Diagram showing the four framework processes, with the Supporting segment highlighted.



Your family member will be supported when you

  • stay calm when they are distressed

  • anticipate good care even if you have had previous negative hospital experiences 

  • explain to your family member what is going to happen in ways you know they will understand

  • advocate for your family member by informing hospital staff about their needs and working with hospital staff to come up with possible ways to meet these needs


Knowing something about the hospital system will be useful background when you accompany a person with intellectual disability to hospital.

Hospital staff in Emergency Departments prioritise patients according to the urgency of their presenting problems. Long waits are frequent, but can be difficult for people with intellectual disabilities to tolerate. Family and close others may expect problems because of previous negative hospital experiences.  Problems can be avoided by collaboration with hospital staff and disability support workers (if relevant), beginning with sharing information about the person's needs as well as their presenting problems. Having someone present or contactable who can answer questions about the patient's presenting problems and history will smooth the way to accurate and efficient diagnoses and treatments. 

You can find further information in Resources about hospital emergency department processes.



These are provided to support your learning, individually or in a group. You can write responses in the workbook sections available for download. 

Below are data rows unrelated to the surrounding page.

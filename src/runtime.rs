use std::sync::mpsc::{self, Receiver, RecvTimeoutError};
use std::time::Duration;

use crossterm::event::{self, Event as CtEvent, KeyCode, KeyEvent};

use crate::game::KeyInput;

/// Unified event type consumed by the app runner
#[derive(Clone, Debug)]
pub enum GameEvent {
    Key(KeyEvent),
    Resize,
    Tick,
}

/// Decode a terminal key event into a controller keystroke.
/// Navigation and modifier chords return `None` and never reach the game.
pub fn decode_key(key: &KeyEvent) -> Option<KeyInput> {
    match key.code {
        KeyCode::Char(c) => Some(KeyInput::Char(c)),
        KeyCode::Backspace => Some(KeyInput::Backspace),
        KeyCode::Enter => Some(KeyInput::Submit),
        _ => None,
    }
}

/// Source of terminal events (keyboard, resize, etc.)
pub trait EventSource: Send + 'static {
    /// Block for up to `timeout` waiting for an event.
    /// Returns Ok(event) if an event arrives before the timeout, or Err(Timeout) if it expires.
    fn recv_timeout(&self, timeout: Duration) -> Result<GameEvent, RecvTimeoutError>;
}

/// Production event source using crossterm
pub struct CrosstermEventSource {
    rx: Receiver<GameEvent>,
}

impl CrosstermEventSource {
    pub fn new() -> Self {
        let (tx, rx) = mpsc::channel();

        std::thread::spawn(move || loop {
            match event::read() {
                Ok(CtEvent::Key(key)) => {
                    if tx.send(GameEvent::Key(key)).is_err() {
                        break;
                    }
                }
                Ok(CtEvent::Resize(_, _)) => {
                    if tx.send(GameEvent::Resize).is_err() {
                        break;
                    }
                }
                Ok(_) => {}
                Err(_) => break,
            }
        });

        Self { rx }
    }
}

impl Default for CrosstermEventSource {
    fn default() -> Self {
        Self::new()
    }
}

impl EventSource for CrosstermEventSource {
    fn recv_timeout(&self, timeout: Duration) -> Result<GameEvent, RecvTimeoutError> {
        self.rx.recv_timeout(timeout)
    }
}

/// Configurable ticker interface
pub trait Ticker: Send + Sync + 'static {
    fn interval(&self) -> Duration;
}

/// Fixed interval ticker
#[derive(Clone, Copy, Debug)]
pub struct FixedTicker {
    interval: Duration,
}

impl FixedTicker {
    pub fn new(interval: Duration) -> Self {
        Self { interval }
    }
}

impl Ticker for FixedTicker {
    fn interval(&self) -> Duration {
        self.interval
    }
}

/// Test event source for unit tests
pub struct TestEventSource {
    rx: Receiver<GameEvent>,
}

impl TestEventSource {
    pub fn new(rx: Receiver<GameEvent>) -> Self {
        Self { rx }
    }
}

impl EventSource for TestEventSource {
    fn recv_timeout(&self, timeout: Duration) -> Result<GameEvent, RecvTimeoutError> {
        self.rx.recv_timeout(timeout)
    }
}

/// Runner that advances the application one event/tick at a time
pub struct Runner<E: EventSource, T: Ticker> {
    event_source: E,
    ticker: T,
}

impl<E: EventSource, T: Ticker> Runner<E, T> {
    pub fn new(event_source: E, ticker: T) -> Self {
        Self {
            event_source,
            ticker,
        }
    }

    /// Blocks up to tick interval and returns the next event, or Tick on timeout
    pub fn step(&self) -> GameEvent {
        match self.event_source.recv_timeout(self.ticker.interval()) {
            Ok(ev) => ev,
            Err(RecvTimeoutError::Timeout) | Err(RecvTimeoutError::Disconnected) => GameEvent::Tick,
        }
    }
}

#[cfg(test)]
mod tests {
    use super::*;
    use std::sync::mpsc;

    #[test]
    fn step_returns_tick_on_timeout() {
        let (_tx, rx) = mpsc::channel();
        let es = TestEventSource::new(rx);
        let ticker = FixedTicker::new(Duration::from_millis(1));
        let runner = Runner::new(es, ticker);

        // With no events available, step should yield Tick
        let ev = runner.step();
        match ev {
            GameEvent::Tick => {}
            _ => panic!("expected Tick on timeout"),
        }
    }

    #[test]
    fn decode_key_maps_typing_keys() {
        use crossterm::event::KeyModifiers;

        let ev = KeyEvent::new(KeyCode::Char('a'), KeyModifiers::NONE);
        assert_eq!(decode_key(&ev), Some(KeyInput::Char('a')));

        let ev = KeyEvent::new(KeyCode::Backspace, KeyModifiers::NONE);
        assert_eq!(decode_key(&ev), Some(KeyInput::Backspace));

        let ev = KeyEvent::new(KeyCode::Enter, KeyModifiers::NONE);
        assert_eq!(decode_key(&ev), Some(KeyInput::Submit));

        let ev = KeyEvent::new(KeyCode::F(1), KeyModifiers::NONE);
        assert_eq!(decode_key(&ev), None);
    }

    #[test]
    fn step_passes_through_events() {
        let (tx, rx) = mpsc::channel();
        tx.send(GameEvent::Resize).unwrap();
        let es = TestEventSource::new(rx);
        let ticker = FixedTicker::new(Duration::from_millis(10));
        let runner = Runner::new(es, ticker);

        match runner.step() {
            GameEvent::Resize => {}
            _ => panic!("expected Resize event"),
        }
    }
}
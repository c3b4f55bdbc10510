use crate::util::mean;

/// Per-session counters kept by the game controller.
///
/// Characters are counted at keystroke time: a keystroke matching the expected
/// character is correct, a discarded mismatch is incorrect. Whole-line
/// submissions affect score, not these counters.
#[derive(Debug, Clone, Default, PartialEq)]
pub struct RoundStats {
    pub correct_chars: u64,
    pub incorrect_chars: u64,
    pub rounds_completed: u32,
    round_secs: Vec<f64>,
}

impl RoundStats {
    pub fn new() -> Self {
        Self::default()
    }

    pub fn record_correct(&mut self) {
        self.correct_chars += 1;
    }

    pub fn record_incorrect(&mut self) {
        self.incorrect_chars += 1;
    }

    pub fn record_round(&mut self, elapsed_secs: f64) {
        self.rounds_completed += 1;
        self.round_secs.push(elapsed_secs);
    }

    /// Accuracy over all recorded keystrokes, as a percentage.
    /// Defined as 100.0 when nothing has been recorded yet.
    pub fn accuracy(&self) -> f64 {
        let total = self.correct_chars + self.incorrect_chars;
        if total == 0 {
            return 100.0;
        }
        (self.correct_chars as f64 / total as f64) * 100.0
    }

    /// Mean seconds per completed round, if any round has finished.
    pub fn avg_round_secs(&self) -> Option<f64> {
        mean(&self.round_secs)
    }

    pub fn last_round_secs(&self) -> Option<f64> {
        self.round_secs.last().copied()
    }

    pub fn reset(&mut self) {
        *self = Self::default();
    }
}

Consider experiences you have had accompanying  your family member with intellectual disability to an Emergency Department. In the workbook provided, 

  1. List features of an Emergency Department that present particular difficulties for your family member.

  2. Identify the supports that did or could have helped reduce distress for your family member or you.

  3. Describe how hospital staff eased that distress or how they could have eased it.

  4. If your family member lives in supported accommodation, such as a group home, do you know if they have a document/ folder/ hospital passport with information that should be shared with hospital staff? 

  • If yes, list the type of information in the document/ folder/ hospital passport.

  • If not, list the information you feel should be in the document/ folder/ hospital passport.

(You may want to download the template for a Hospital Passport under the Resources tab and complete it.)